(Saved data entries)

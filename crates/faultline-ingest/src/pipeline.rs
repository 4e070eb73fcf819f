//! Batched ingestion pipeline.
//!
//! Drives preprocessed incidents through embedding and storage in fixed-size
//! batches. Each batch is one commit unit: a failure rolls back that batch
//! only, and the run carries on (or halts) per the configured policy.
//! Records whose embedding calls fail are skipped with a warning; the run is
//! never aborted for them.

use std::sync::Arc;
use std::time::Instant;
use tracing::{info, instrument, warn};
use uuid::Uuid;

use faultline_core::{
    defaults, EmbeddingBackend, Error, IncidentBundle, IncidentStore, NewEmbedding, NewIncident,
    Result,
};

/// What to do when a batch fails to commit.
#[derive(Debug, Clone, Copy, PartialEq, Eq, Default)]
pub enum BatchFailurePolicy {
    /// Roll back the failed batch, log it, and continue with the next one.
    #[default]
    SkipAndContinue,
    /// Stop the run after the failed batch. Earlier commits are kept.
    Halt,
}

impl BatchFailurePolicy {
    /// Parse a policy name, tolerating case and common synonyms. Returns
    /// `None` for unknown names.
    pub fn from_str_loose(s: &str) -> Option<Self> {
        match s.trim().to_lowercase().as_str() {
            "skip" | "skip-and-continue" | "continue" => Some(BatchFailurePolicy::SkipAndContinue),
            "halt" | "stop" => Some(BatchFailurePolicy::Halt),
            _ => None,
        }
    }
}

impl std::fmt::Display for BatchFailurePolicy {
    fn fmt(&self, f: &mut std::fmt::Formatter<'_>) -> std::fmt::Result {
        match self {
            BatchFailurePolicy::SkipAndContinue => write!(f, "skip-and-continue"),
            BatchFailurePolicy::Halt => write!(f, "halt"),
        }
    }
}

/// Pipeline configuration.
#[derive(Debug, Clone)]
pub struct PipelineConfig {
    /// Records per commit unit.
    pub batch_size: usize,
    pub failure_policy: BatchFailurePolicy,
    /// Clear all existing incidents before ingesting. Full-refresh semantics;
    /// not safe against concurrent readers, run it in a maintenance window.
    pub replace_existing: bool,
}

impl Default for PipelineConfig {
    fn default() -> Self {
        Self {
            batch_size: defaults::BATCH_SIZE,
            failure_policy: BatchFailurePolicy::default(),
            replace_existing: false,
        }
    }
}

impl PipelineConfig {
    /// Create config from environment variables (with defaults).
    ///
    /// | Variable | Default | Description |
    /// |----------|---------|-------------|
    /// | `FAULTLINE_BATCH_SIZE` | `100` | Records per commit unit |
    /// | `FAULTLINE_ON_BATCH_FAILURE` | `skip` | `skip` or `halt` |
    pub fn from_env() -> Self {
        let batch_size = std::env::var("FAULTLINE_BATCH_SIZE")
            .ok()
            .and_then(|v| v.parse::<usize>().ok())
            .unwrap_or(defaults::BATCH_SIZE)
            .max(1);

        let failure_policy = match std::env::var("FAULTLINE_ON_BATCH_FAILURE") {
            Ok(raw) => BatchFailurePolicy::from_str_loose(&raw).unwrap_or_else(|| {
                warn!(
                    subsystem = "ingest",
                    component = "pipeline",
                    "Unknown batch failure policy '{}', using skip-and-continue",
                    raw
                );
                BatchFailurePolicy::SkipAndContinue
            }),
            Err(_) => BatchFailurePolicy::SkipAndContinue,
        };

        Self {
            batch_size,
            failure_policy,
            replace_existing: false,
        }
    }

    pub fn with_batch_size(mut self, batch_size: usize) -> Self {
        self.batch_size = batch_size;
        self
    }

    pub fn with_failure_policy(mut self, policy: BatchFailurePolicy) -> Self {
        self.failure_policy = policy;
        self
    }

    pub fn with_replace_existing(mut self, replace: bool) -> Self {
        self.replace_existing = replace;
        self
    }
}

/// Outcome of one ingestion run.
#[derive(Debug, Clone)]
pub struct IngestReport {
    pub run_id: Uuid,
    pub records_in: usize,
    pub records_inserted: usize,
    /// Records dropped by embedding failures or rolled-back batches.
    pub records_skipped: usize,
    pub embeddings_stored: usize,
    pub batches_committed: usize,
    pub batches_failed: usize,
    /// True when the halt policy stopped the run before the last batch.
    pub halted: bool,
    pub elapsed_ms: u64,
}

/// Batched embed-and-store pipeline over a store and an embedding backend.
pub struct IngestPipeline<S: ?Sized, E: ?Sized> {
    store: Arc<S>,
    embedder: Arc<E>,
    config: PipelineConfig,
}

impl<S, E> IngestPipeline<S, E>
where
    S: IncidentStore + ?Sized,
    E: EmbeddingBackend + ?Sized,
{
    pub fn new(store: Arc<S>, embedder: Arc<E>) -> Self {
        Self::with_config(store, embedder, PipelineConfig::default())
    }

    pub fn with_config(store: Arc<S>, embedder: Arc<E>, config: PipelineConfig) -> Self {
        Self {
            store,
            embedder,
            config,
        }
    }

    /// Run the pipeline over preprocessed incidents.
    #[instrument(skip(self, incidents), fields(
        subsystem = "ingest",
        component = "pipeline",
        op = "run",
        record_count = incidents.len()
    ))]
    pub async fn run(&self, incidents: Vec<NewIncident>) -> Result<IngestReport> {
        if self.config.batch_size == 0 {
            return Err(Error::InvalidArgument(
                "batch size must be positive".to_string(),
            ));
        }

        let run_id = Uuid::now_v7();
        let start = Instant::now();
        let mut report = IngestReport {
            run_id,
            records_in: incidents.len(),
            records_inserted: 0,
            records_skipped: 0,
            embeddings_stored: 0,
            batches_committed: 0,
            batches_failed: 0,
            halted: false,
            elapsed_ms: 0,
        };

        info!(
            run_id = %run_id,
            record_count = incidents.len(),
            batch_size = self.config.batch_size,
            policy = %self.config.failure_policy,
            "Starting ingestion run"
        );

        if self.config.replace_existing {
            info!(run_id = %run_id, "Clearing existing incidents for full refresh");
            self.store.replace_all().await?;
        }

        for (batch_index, batch) in incidents.chunks(self.config.batch_size).enumerate() {
            let mut bundles = Vec::with_capacity(batch.len());
            for incident in batch {
                match self.embed_incident(incident).await {
                    Ok(embeddings) => bundles.push(IncidentBundle {
                        incident: incident.clone(),
                        embeddings,
                    }),
                    Err(e) if matches!(e, Error::EmptyInput(_) | Error::Embedding(_)) => {
                        warn!(
                            run_id = %run_id,
                            incident_number = %incident.incident_number,
                            error = %e,
                            "Skipping record, embedding failed"
                        );
                        report.records_skipped += 1;
                    }
                    Err(e) => return Err(e),
                }
            }

            if bundles.is_empty() {
                continue;
            }

            match self.store.store_batch(&bundles).await {
                Ok(ids) => {
                    report.records_inserted += ids.len();
                    report.embeddings_stored +=
                        bundles.iter().map(|b| b.embeddings.len()).sum::<usize>();
                    report.batches_committed += 1;
                    info!(
                        run_id = %run_id,
                        batch_index,
                        record_count = ids.len(),
                        "Batch committed"
                    );
                }
                Err(e) => {
                    report.batches_failed += 1;
                    report.records_skipped += bundles.len();
                    match self.config.failure_policy {
                        BatchFailurePolicy::SkipAndContinue => {
                            warn!(
                                run_id = %run_id,
                                batch_index,
                                record_count = bundles.len(),
                                error = %e,
                                "Batch rolled back, continuing with next batch"
                            );
                        }
                        BatchFailurePolicy::Halt => {
                            warn!(
                                run_id = %run_id,
                                batch_index,
                                record_count = bundles.len(),
                                error = %e,
                                "Batch rolled back, halting run"
                            );
                            report.halted = true;
                            break;
                        }
                    }
                }
            }
        }

        report.elapsed_ms = start.elapsed().as_millis() as u64;
        info!(
            run_id = %run_id,
            record_count = report.records_inserted,
            skipped_count = report.records_skipped,
            batches_committed = report.batches_committed,
            batches_failed = report.batches_failed,
            duration_ms = report.elapsed_ms,
            "Ingestion run complete"
        );
        Ok(report)
    }

    /// Embed all payload variants of one incident, in one backend call.
    async fn embed_incident(&self, incident: &NewIncident) -> Result<Vec<NewEmbedding>> {
        let payloads = incident.embedding_texts();
        let texts: Vec<String> = payloads.iter().map(|(_, text)| text.clone()).collect();
        let vectors = self.embedder.embed_texts(&texts).await?;
        if vectors.len() != payloads.len() {
            return Err(Error::Embedding(format!(
                "expected {} vectors, got {}",
                payloads.len(),
                vectors.len()
            )));
        }
        Ok(payloads
            .into_iter()
            .zip(vectors)
            .map(|((content, text), vector)| NewEmbedding {
                content,
                text,
                vector,
            })
            .collect())
    }
}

**REQUIRED WORK**
Transcribe, exactly as written, all lines of the entries above from the first to the one containing "back that batch", and no more.

**WRITTEN SOLUTION**
filename crates/faultline-ingest/src/pipeline.rs
repository 4e070eb73fcf819f
//! Batched ingestion pipeline.
//!
//! Drives preprocessed incidents through embedding and storage in fixed-size
//! batches. Each batch is one commit unit: a failure rolls back that batch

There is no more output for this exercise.